=== Section Start ===
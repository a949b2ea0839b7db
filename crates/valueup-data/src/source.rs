//! File-backed [`YearTableSource`].

use valueup_traits::{
    FundamentalRow, IndustryMap, MarketCapRow, Result, ShareholderReturnRow, YearTableSource,
};

use crate::frame::read_table;
use crate::layout::DataLayout;
use crate::tables::{fundamental_rows, industry_map, market_cap_rows, shareholder_return_rows};

/// Reads the yearly screening tables from CSV files.
///
/// # Example
///
/// ```rust,ignore
/// use valueup_data::{CsvTableSource, DataLayout};
/// use valueup_screen::Funnel;
///
/// let source = CsvTableSource::new(DataLayout::with_root("Data/ValueUp"));
/// let run = Funnel::default().screen_years(&source, 2020..=2023);
/// ```
#[derive(Debug, Clone, Default)]
pub struct CsvTableSource {
    layout: DataLayout,
}

impl CsvTableSource {
    /// Create a source over `layout`.
    pub const fn new(layout: DataLayout) -> Self {
        Self { layout }
    }

    /// The file layout.
    #[must_use]
    pub const fn layout(&self) -> &DataLayout {
        &self.layout
    }
}

impl YearTableSource for CsvTableSource {
    fn market_caps(&self, year: i32) -> Result<Vec<MarketCapRow>> {
        let df = read_table(&self.layout.market_cap_path(year), Some(year))?;
        market_cap_rows(&df)
    }

    fn fundamentals(&self, year: i32) -> Result<Vec<FundamentalRow>> {
        let df = read_table(&self.layout.fundamentals_path(year), Some(year))?;
        fundamental_rows(&df)
    }

    fn shareholder_returns(&self, year: i32) -> Result<Vec<ShareholderReturnRow>> {
        let df = read_table(&self.layout.dividends_path(year), Some(year))?;
        shareholder_return_rows(&df, year)
    }

    fn industries(&self) -> Result<IndustryMap> {
        let df = read_table(&self.layout.metadata_path(), None)?;
        industry_map(&df)
    }
}

#[cfg(test)]
mod tests {
    use super::*;
    use std::fs;
    use std::path::Path;
    use valueup_traits::ValueUpError;

    fn write(root: &Path, relative: &str, contents: &str) {
        let path = root.join(relative);
        fs::create_dir_all(path.parent().unwrap()).unwrap();
        fs::write(path, contents).unwrap();
    }

    fn fixture(root: &Path) {
        write(
            root,
            "1.marketcap/cap_2023.csv",
            "stockcode,Name,Market,avg_marcap,avg_amount\n5930,Samsung,KOSPI,400000,1000\n660,SK hynix,KOSPI,90000,800\n",
        );
        write(
            root,
            "2.fundamentals/fundamentals_2023_modified.csv",
            "stockcode,EPS,BPS,PBR\n005930,5,50,1.1\n000660,-2,40,1.5\n",
        );
        write(
            root,
            "2.fundamentals/fundamentals_2022_modified.csv",
            "stockcode,EPS,BPS,PBR\n005930,4,45,1.0\n000660,3,38,1.2\n",
        );
        write(
            root,
            "3.dividend/dividend_2023.csv",
            "stockcode,2022_배당,2022_자사주,2023_배당,2023_자사주\n005930,True,False,True,False\n000660,False,False,NaN,True\n",
        );
        write(root, "metadata.csv", "stockcode,gics\n005930,IT\n000660,IT\n");
    }

    #[test]
    fn test_load_year() {
        let dir = tempfile::tempdir().unwrap();
        fixture(dir.path());
        let source = CsvTableSource::new(DataLayout::with_root(dir.path()));

        let inputs = source.load_year(2023).unwrap();
        assert_eq!(inputs.market_caps.len(), 2);
        assert_eq!(inputs.market_caps[1].code, "000660");
        assert_eq!(inputs.fundamentals_current[1].eps, Some(-2.0));
        assert_eq!(inputs.fundamentals_prior[0].pbr, Some(1.0));
        assert!(inputs.shareholder_returns[0].flags.returned_both_years());
        assert!(!inputs.shareholder_returns[1].flags.returned_both_years());
        assert_eq!(inputs.industries.len(), 2);
    }

    #[test]
    fn test_missing_year_is_not_found() {
        let dir = tempfile::tempdir().unwrap();
        fixture(dir.path());
        let source = CsvTableSource::new(DataLayout::with_root(dir.path()));

        let err = source.load_year(2024).unwrap_err();
        assert!(err.is_not_found());
        assert!(matches!(
            err,
            ValueUpError::MissingInputFile { year: Some(2024), .. }
        ));
    }
}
=== Section End ===
**Prompt**
Where the word "relative" appears in a line of the data above, tally that line; then give the total and nothing more.

**Result of this exercise**
2